Часть 2. Тень и якорь
Он так и не взял платок.
Он отпрянул от моей руки, будто от огня, его глаза, секунду назад такие уязвимые, снова застыли ледяными осколками. В них плескалась паника, стыд и та самая знакомая надменность, которую он спешно надевал как доспехи.
«Убирайся, т/и,» — прошипел он, но в его голосе не было прежней силы, лишь хриплая, сломленная злоба. — «Проваливай, пока я не сделал чего-то, о чем мы оба пожалеем.»
Он повернулся к окну, отрезав себя от меня стеной из собственного высокомерия. Разговор был окончен. Я медленно опустила руку с платком, чувствуя странную смесь обиды, досады и... жалости. Да, именно жалости к этому жалкому, напуганному мальчишке, который так отчаянно пытался казаться грозным.
Я развернулась и ушла, не оглядываясь. Стук собственного сердца заглушал звук моих шагов.
На следующее утро все вернулось на круги своя. Вернее, должно было вернуться.
В Большом зале за завтраком Малфой, как обычно, восседал за столом Слизеринов, отпуская ядовитые замечания в сторону Поттера и бросая на меня холодные, ничего не выражающие взгляды. Краббе и Гойл тупо хихикали рядом. Казалось, прошлой ночи и не было.
Но что-то изменилось. Для меня.
Я не могла забыть его глаза. Полные страха. Теперь, глядя на него, я видела не только злого соперника. Я видела актера, играющего опасную роль, игру которого я случайно увидела из-за кулис. Это было мучительно. Это сводило с ума.
Он же, казалось, удвоил свои усилия. Его колкости в мой адрес стали еще злее, еще точнее. Он будто пытался заставить и себя, и меня поверить, что того момента слабости не существовало. Он выстраивал стену еще выше, и каждый его колкий комментарий был новым камнем в этой стене.
Но я уже видела, что за ней скрывается.
Переломный момент наступил на Зельеварении. Нам, как назло, выпало работать за одним столом. Мы час молча варили зелье, и воздух между нами трещал от напряжения. Я нечаянно задела склянку с толчеными рогами единорога, и она полетела на пол.

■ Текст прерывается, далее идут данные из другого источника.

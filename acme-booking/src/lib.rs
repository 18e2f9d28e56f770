pub mod manager;

pub use manager::{BookingError, BookingManager};
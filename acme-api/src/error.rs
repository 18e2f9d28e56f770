use axum::{
    extract::rejection::{JsonRejection, QueryRejection},
    http::StatusCode,
    response::{IntoResponse, Response},
    Json,
};
use acme_booking::BookingError;
use acme_core::CoreError;
use serde_json::json;

#[derive(Debug)]
pub enum AppError {
    ValidationError(String),
    NotFoundError(String),
}

impl IntoResponse for AppError {
    fn into_response(self) -> Response {
        let (status, error_message) = match self {
            AppError::ValidationError(msg) => {
                tracing::debug!("Rejected request: {}", msg);
                (StatusCode::BAD_REQUEST, msg)
            }
            AppError::NotFoundError(msg) => (StatusCode::NOT_FOUND, msg),
        };

        let body = Json(json!({
            "error": error_message,
        }));

        (status, body).into_response()
    }
}

impl From<CoreError> for AppError {
    fn from(err: CoreError) -> Self {
        match err {
            CoreError::ValidationError(msg) => AppError::ValidationError(msg),
        }
    }
}

impl From<BookingError> for AppError {
    fn from(err: BookingError) -> Self {
        AppError::NotFoundError(err.to_string())
    }
}

// Framework rejections (bad JSON, wrong content type, bad query string) are all client
// errors; report them as 400 rather than axum's 415/422 defaults.
impl From<JsonRejection> for AppError {
    fn from(rejection: JsonRejection) -> Self {
        AppError::ValidationError(rejection.body_text())
    }
}

impl From<QueryRejection> for AppError {
    fn from(rejection: QueryRejection) -> Self {
        AppError::ValidationError(rejection.body_text())
    }
}
use axum::{
    extract::{rejection::QueryRejection, Path, Query, State},
    routing::get,
    Json, Router,
};
use acme_core::FlightSearchRequest;
use acme_shared::Flight;
use serde::Deserialize;
use crate::error::AppError;
use crate::state::AppState;

#[derive(Debug, Deserialize)]
pub struct SearchParams {
    pub origin: Option<String>,
    pub destination: Option<String>,
}

pub fn routes() -> Router<AppState> {
    Router::new()
        .route("/api/flights/search", get(search_flights))
        .route("/api/flights/{id}", get(get_flight))
}

/// GET /api/flights/search?origin=&destination=
async fn search_flights(
    State(state): State<AppState>,
    params: Result<Query<SearchParams>, QueryRejection>,
) -> Result<Json<Vec<Flight>>, AppError> {
    let Query(params) = params?;
    let req = FlightSearchRequest::parse(params.origin.as_deref(), params.destination.as_deref())?;
    Ok(Json(state.flights.search_flights(&req).await))
}

/// GET /api/flights/{id}
async fn get_flight(
    State(state): State<AppState>,
    Path(flight_id): Path<String>,
) -> Result<Json<Flight>, AppError> {
    state
        .flights
        .get_flight_by_id(&flight_id)
        .await
        .map(Json)
        .ok_or_else(|| AppError::NotFoundError(format!("Flight not found: {}", flight_id)))
}
use serde::Deserialize;
use std::env;

pub const DEFAULT_LOG_FILTER: &str = "acme_api=debug,tower_http=debug,axum::rejection=trace";

#[derive(Debug, Deserialize, Clone)]
pub struct Config {
    pub server: ServerConfig,
    pub log: LogConfig,
}

#[derive(Debug, Deserialize, Clone)]
pub struct ServerConfig {
    pub host: String,
    pub port: u16,
}

#[derive(Debug, Deserialize, Clone)]
pub struct LogConfig {
    /// `tracing_subscriber::EnvFilter` directives used when `RUST_LOG` is unset.
    pub filter: String,
}

impl Config {
    pub fn load() -> Result<Self, config::ConfigError> {
        let run_mode = env::var("RUN_MODE").unwrap_or_else(|_| "development".into());

        let s = Self::defaults()?
            .add_source(config::File::with_name("config/default").required(false))
            .add_source(config::File::with_name(&format!("config/{}", run_mode)).required(false))
            // Local overrides, not checked in
            .add_source(config::File::with_name("config/local").required(false))
            // e.g. `ACME__SERVER__PORT=9000`
            .add_source(config::Environment::with_prefix("ACME").separator("__"))
            .build()?;

        s.try_deserialize()
    }

    fn defaults() -> Result<config::ConfigBuilder<config::builder::DefaultState>, config::ConfigError> {
        config::Config::builder()
            .set_default("server.host", "0.0.0.0")?
            .set_default("server.port", 8080)?
            .set_default("log.filter", DEFAULT_LOG_FILTER)
    }

    pub fn bind_address(&self) -> String {
        format!("{}:{}", self.server.host, self.server.port)
    }
}
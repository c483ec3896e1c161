use chrono::{DateTime, NaiveDate, Utc};
use serde::{Deserialize, Serialize};

use crate::decimal::Money;
use crate::types::{LoanId, LoanStatus, UserId};

/// all events that can be emitted while servicing a loan
#[derive(Debug, Clone, PartialEq, Serialize, Deserialize)]
pub enum Event {
    // lifecycle events
    LoanOriginated {
        loan_id: LoanId,
        user_id: UserId,
        principal: Money,
        term: u32,
        timestamp: DateTime<Utc>,
    },
    StatusChanged {
        loan_id: LoanId,
        old_status: LoanStatus,
        new_status: LoanStatus,
        timestamp: DateTime<Utc>,
    },
    LoanSettled {
        loan_id: LoanId,
        timestamp: DateTime<Utc>,
    },

    // repayment events
    PaymentReceived {
        loan_id: LoanId,
        amount: Money,
        applied: Money,
        remainder: Money,
        timestamp: DateTime<Utc>,
    },
    InstallmentSettled {
        loan_id: LoanId,
        due_date: NaiveDate,
        timestamp: DateTime<Utc>,
    },
}

/// event store for collecting events during operations
#[derive(Debug, Default)]
pub struct EventStore {
    events: Vec<Event>,
}

impl EventStore {
    pub fn new() -> Self {
        Self {
            events: Vec::new(),
        }
    }

    pub fn emit(&mut self, event: Event) {
        self.events.push(event);
    }

    pub fn take_events(&mut self) -> Vec<Event> {
        std::mem::take(&mut self.events)
    }

    pub fn events(&self) -> &[Event] {
        &self.events
    }

    pub fn clear(&mut self) {
        self.events.clear();
    }
}
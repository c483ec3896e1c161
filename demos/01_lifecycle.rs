/// full lifecycle - origination, approval, repayments, settlement
///
/// Runs on test time so the schedule dates are reproducible, and prints the
/// persisted loan shape plus the events each step emitted.
use loan_servicing_rs::chrono::{TimeZone, Utc};
use loan_servicing_rs::{
    InMemoryLoanStore, InMemoryUserDirectory, LoanApplication, LoanService, Money,
};
use loan_servicing_rs::{SafeTimeProvider, TimeSource};

fn main() -> Result<(), Box<dyn std::error::Error>> {
    let time = SafeTimeProvider::new(TimeSource::Test(
        Utc.with_ymd_and_hms(2024, 1, 1, 9, 0, 0).unwrap(),
    ));

    let users = InMemoryUserDirectory::new();
    users.register("user-1", "Asha Kumar");
    let mut service = LoanService::new(InMemoryLoanStore::new(), users);

    let loan_id = service.create_loan(
        "user-1",
        LoanApplication::new(Money::from_major(1_000), 4, "ABCDE1234F"),
        &time,
    )?;
    println!("== created loan {loan_id}");

    service.update_loan_status(loan_id, "APPROVED", &time)?;

    // a short payment, then one that clears the rest with change left over
    for amount in [Money::from_major(375), Money::from_major(700)] {
        let receipt = service.record_repayment(loan_id, amount, &time)?;
        println!(
            "== paid {amount}: applied {}, remainder {}, outstanding {}",
            receipt.amount_applied, receipt.remainder, receipt.outstanding_after
        );
    }

    let details = service.loan_details(loan_id)?;
    println!("== borrower: {}", details.borrower_name);
    println!("{}", serde_json::to_string_pretty(&details.loan)?);

    for event in service.take_events() {
        println!("event: {event:?}");
    }

    Ok(())
}
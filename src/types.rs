use chrono::NaiveDate;
use serde::{Deserialize, Serialize};
use std::fmt;
use std::str::FromStr;
use uuid::Uuid;

use crate::decimal::Money;
use crate::errors::LoanError;

/// unique identifier for a loan
pub type LoanId = Uuid;

/// opaque reference to the borrowing user, validated upstream
pub type UserId = String;

/// loan status
#[derive(Debug, Clone, Copy, PartialEq, Eq, Serialize, Deserialize)]
#[serde(rename_all = "SCREAMING_SNAKE_CASE")]
pub enum LoanStatus {
    /// created, awaiting admin review
    Pending,
    /// approved by an admin
    Approved,
    /// every scheduled installment settled
    Paid,
    /// rejected by an admin
    Rejected,
}

impl LoanStatus {
    fn as_str(&self) -> &'static str {
        match self {
            LoanStatus::Pending => "PENDING",
            LoanStatus::Approved => "APPROVED",
            LoanStatus::Paid => "PAID",
            LoanStatus::Rejected => "REJECTED",
        }
    }
}

impl fmt::Display for LoanStatus {
    fn fmt(&self, f: &mut fmt::Formatter<'_>) -> fmt::Result {
        f.write_str(self.as_str())
    }
}

/// admin status updates arrive as raw strings; anything outside the four
/// enumerated values is rejected before any loan is touched
impl FromStr for LoanStatus {
    type Err = LoanError;

    fn from_str(s: &str) -> Result<Self, Self::Err> {
        match s {
            "PENDING" => Ok(LoanStatus::Pending),
            "APPROVED" => Ok(LoanStatus::Approved),
            "PAID" => Ok(LoanStatus::Paid),
            "REJECTED" => Ok(LoanStatus::Rejected),
            other => Err(LoanError::InvalidStatusValue {
                value: other.to_string(),
            }),
        }
    }
}

/// scheduled installment status
#[derive(Debug, Clone, Copy, PartialEq, Eq, Serialize, Deserialize)]
#[serde(rename_all = "SCREAMING_SNAKE_CASE")]
pub enum InstallmentStatus {
    /// nothing allocated yet
    Pending,
    /// some but not all of the original amount allocated
    PartiallyPaid,
    /// settled in full
    Paid,
}

/// scheduled installment
///
/// `amount_due` holds what is still owed on this installment and only ever
/// decreases; `amount_due == 0` exactly when `status == Paid`.
#[derive(Debug, Clone, PartialEq, Eq, Serialize, Deserialize)]
pub struct Installment {
    pub due_date: NaiveDate,
    pub amount_due: Money,
    pub status: InstallmentStatus,
}

impl Installment {
    pub fn new(due_date: NaiveDate, amount_due: Money) -> Self {
        Self {
            due_date,
            amount_due,
            status: InstallmentStatus::Pending,
        }
    }

    pub fn is_paid(&self) -> bool {
        self.status == InstallmentStatus::Paid
    }
}

/// borrower-facing loan listing entry
#[derive(Debug, Clone, PartialEq, Eq, Serialize, Deserialize)]
pub struct LoanSummary {
    pub id: LoanId,
    pub principal: Money,
    pub status: LoanStatus,
    pub amount_outstanding: Money,
}

/// admin-facing loan listing entry, joined with the borrower's name
#[derive(Debug, Clone, PartialEq, Eq, Serialize, Deserialize)]
pub struct AdminLoanSummary {
    pub id: LoanId,
    pub principal: Money,
    pub term: u32,
    pub status: LoanStatus,
    pub borrower_name: String,
}

#[cfg(test)]
mod tests {
    use super::*;

    #[test]
    fn test_status_parses_enumerated_values() {
        assert_eq!("PENDING".parse::<LoanStatus>().unwrap(), LoanStatus::Pending);
        assert_eq!("APPROVED".parse::<LoanStatus>().unwrap(), LoanStatus::Approved);
        assert_eq!("PAID".parse::<LoanStatus>().unwrap(), LoanStatus::Paid);
        assert_eq!("REJECTED".parse::<LoanStatus>().unwrap(), LoanStatus::Rejected);
    }

    #[test]
    fn test_status_rejects_unknown_values() {
        let err = "CANCELLED".parse::<LoanStatus>().unwrap_err();
        assert!(matches!(
            err,
            LoanError::InvalidStatusValue { value } if value == "CANCELLED"
        ));

        // parsing is case-sensitive, matching the original admin api
        assert!("approved".parse::<LoanStatus>().is_err());
    }

    #[test]
    fn test_status_serde_forms() {
        let json = serde_json::to_string(&InstallmentStatus::PartiallyPaid).unwrap();
        assert_eq!(json, "\"PARTIALLY_PAID\"");
        let back: InstallmentStatus = serde_json::from_str(&json).unwrap();
        assert_eq!(back, InstallmentStatus::PartiallyPaid);
    }
}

Я зажмурилась, ожидая едкой насмешки, но вместо этого услышала резкое движение и короткое ругательство. Я открыла глаза и увидела, что Малфой молча поймал склянку за мгновение до того, как она разбилась. Его пальцы сжали стекло так сильно, что костяшки побелели.
Он швырнул склянку мне на стол. — Гриффиндорская неуклюжесть, — буркнул он, не глядя на меня. — Если бы Снейп увидел, что ты чуть не угробила ингредиент за сто галлеонов, он бы содрал с тебя кожу.
Это не было добротой. Это была... снисходительность. Или что-то иное. Но в его тоне не было привычной злобы. Была лишь усталость.
В тот вечер, возвращаясь из библиотеки, я наткнулась на него в том самом коридоре. Он стоял там же, у окна, и просто смотрел в темноту. Он не плакал. Он просто был пуст.
Наши глаза встретились. В его взгляде промелькнула та самая паника, что и в прошлый раз, но на сей раз он не стал делать вид. Он не отвел взгляд. Мы молча смотрели друг на друга несколько бесконечных секунд — гриффиндорка и слизеринец, заложники тишины, которую сами же и создали.
Потом его губы дрогнули. Не в ухмылке. Скорее, в горькой усмешке над абсурдом всего этого.
И он тихо, так тихо, что я скорее угадала, чем услышала, произнес: — И чего ты добиваешься?
Я не знала, что ответить. Чего я действительно хотела? Заставить его признать свою слабость? Утешить? Спасти?
Я не успела найти ответ. Раздались шаги Филча, и Малфой резко оттолкнулся от стены, его лицо снова стало маской безразличия. — Проваливай, — бросил он уже привычным тоном, но на сей раз в его словах не было злобы. Было предупреждение. — Тебя не должно быть здесь, когда он придет.
И он растворился в тени бокового прохода, оставив меня одну в холодном коридоре с бешено колотящимся сердцем и миллионом вопросов, на которые не было ответов.
Он не сказал «спасибо». Он не стал другом. Но в ту ночь мы заключили новое, еще более опасное соглашение. Мы стали сообщниками. Хранителями самой опасной тайны Хогвартса — тайны о том, что у Драко Малфоя есть слабость. А у меня — доказательство.